#### Data in this exercise:
=====
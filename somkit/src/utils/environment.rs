#[cfg(test)]
#[path = "../../tests/unit/utils/environment_test.rs"]
mod environment_test;

use crate::utils::{DefaultRandom, Float, Random, Timer};
use std::sync::Arc;

/// A logger type which is called with various information regarding the work done by training.
pub type InfoLogger = Arc<dyn Fn(&str) + Send + Sync>;

/// Specifies a computational quota for long running operations.
pub trait Quota {
    /// Returns true when computation should be stopped.
    fn is_reached(&self) -> bool;
}

/// A time based quota.
pub struct TimeQuota {
    start: Timer,
    limit_in_secs: Float,
}

impl TimeQuota {
    /// Creates a new instance of `TimeQuota`.
    pub fn new(limit_in_secs: Float) -> Self {
        Self { start: Timer::start(), limit_in_secs }
    }
}

impl Quota for TimeQuota {
    fn is_reached(&self) -> bool {
        self.start.elapsed_secs_as_float() > self.limit_in_secs
    }
}

/// Keeps track of environment specific information which influences training behavior.
#[derive(Clone)]
pub struct Environment {
    /// A wrapper on random generator.
    pub random: Arc<dyn Random + Send + Sync>,

    /// A global execution quota, checked between training epochs.
    pub quota: Option<Arc<dyn Quota + Send + Sync>>,

    /// An information logger.
    pub logger: InfoLogger,
}

impl Environment {
    /// Creates an instance of `Environment`.
    pub fn new(
        random: Arc<dyn Random + Send + Sync>,
        quota: Option<Arc<dyn Quota + Send + Sync>>,
        logger: InfoLogger,
    ) -> Self {
        Self { random, quota, logger }
    }

    /// Creates an environment which does not log anything.
    pub fn new_silent(random: Arc<dyn Random + Send + Sync>) -> Self {
        Self::new(random, None, Arc::new(|_: &str| {}))
    }

    /// Returns true if the quota is set and reached.
    pub fn is_quota_reached(&self) -> bool {
        self.quota.as_ref().is_some_and(|quota| quota.is_reached())
    }
}

impl Default for Environment {
    fn default() -> Self {
        Environment::new(Arc::new(DefaultRandom::default()), None, Arc::new(|msg: &str| println!("{msg}")))
    }
}

/// Returns amount of CPUs.
#[cfg(not(target_arch = "wasm32"))]
pub fn get_cpus() -> usize {
    num_cpus::get()
}

/// Returns amount of CPUs.
#[cfg(target_arch = "wasm32")]
pub fn get_cpus() -> usize {
    1
}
=====
#### Your objective:
All of the data above needs to be written out exactly.

#### Task response:
filename somkit/src/utils/environment.rs
#[cfg(test)]
#[path = "../../tests/unit/utils/environment_test.rs"]
mod environment_test;

use crate::utils::{DefaultRandom, Float, Random, Timer};
use std::sync::Arc;

/// A logger type which is called with various information regarding the work done by training.
pub type InfoLogger = Arc<dyn Fn(&str) + Send + Sync>;

/// Specifies a computational quota for long running operations.
pub trait Quota {
    /// Returns true when computation should be stopped.
    fn is_reached(&self) -> bool;
}

/// A time based quota.
pub struct TimeQuota {
    start: Timer,
    limit_in_secs: Float,
}

impl TimeQuota {
    /// Creates a new instance of `TimeQuota`.
    pub fn new(limit_in_secs: Float) -> Self {
        Self { start: Timer::start(), limit_in_secs }
    }
}

impl Quota for TimeQuota {
    fn is_reached(&self) -> bool {
        self.start.elapsed_secs_as_float() > self.limit_in_secs
    }
}

/// Keeps track of environment specific information which influences training behavior.
#[derive(Clone)]
pub struct Environment {
    /// A wrapper on random generator.
    pub random: Arc<dyn Random + Send + Sync>,

    /// A global execution quota, checked between training epochs.
    pub quota: Option<Arc<dyn Quota + Send + Sync>>,

    /// An information logger.
    pub logger: InfoLogger,
}

impl Environment {
    /// Creates an instance of `Environment`.
    pub fn new(
        random: Arc<dyn Random + Send + Sync>,
        quota: Option<Arc<dyn Quota + Send + Sync>>,
        logger: InfoLogger,
    ) -> Self {
        Self { random, quota, logger }
    }

    /// Creates an environment which does not log anything.
    pub fn new_silent(random: Arc<dyn Random + Send + Sync>) -> Self {
        Self::new(random, None, Arc::new(|_: &str| {}))
    }

    /// Returns true if the quota is set and reached.
    pub fn is_quota_reached(&self) -> bool {
        self.quota.as_ref().is_some_and(|quota| quota.is_reached())
    }
}

impl Default for Environment {
    fn default() -> Self {
        Environment::new(Arc::new(DefaultRandom::default()), None, Arc::new(|msg: &str| println!("{msg}")))
    }
}

/// Returns amount of CPUs.
#[cfg(not(target_arch = "wasm32"))]
pub fn get_cpus() -> usize {
    num_cpus::get()
}

/// Returns amount of CPUs.
#[cfg(target_arch = "wasm32")]
pub fn get_cpus() -> usize {
    1
}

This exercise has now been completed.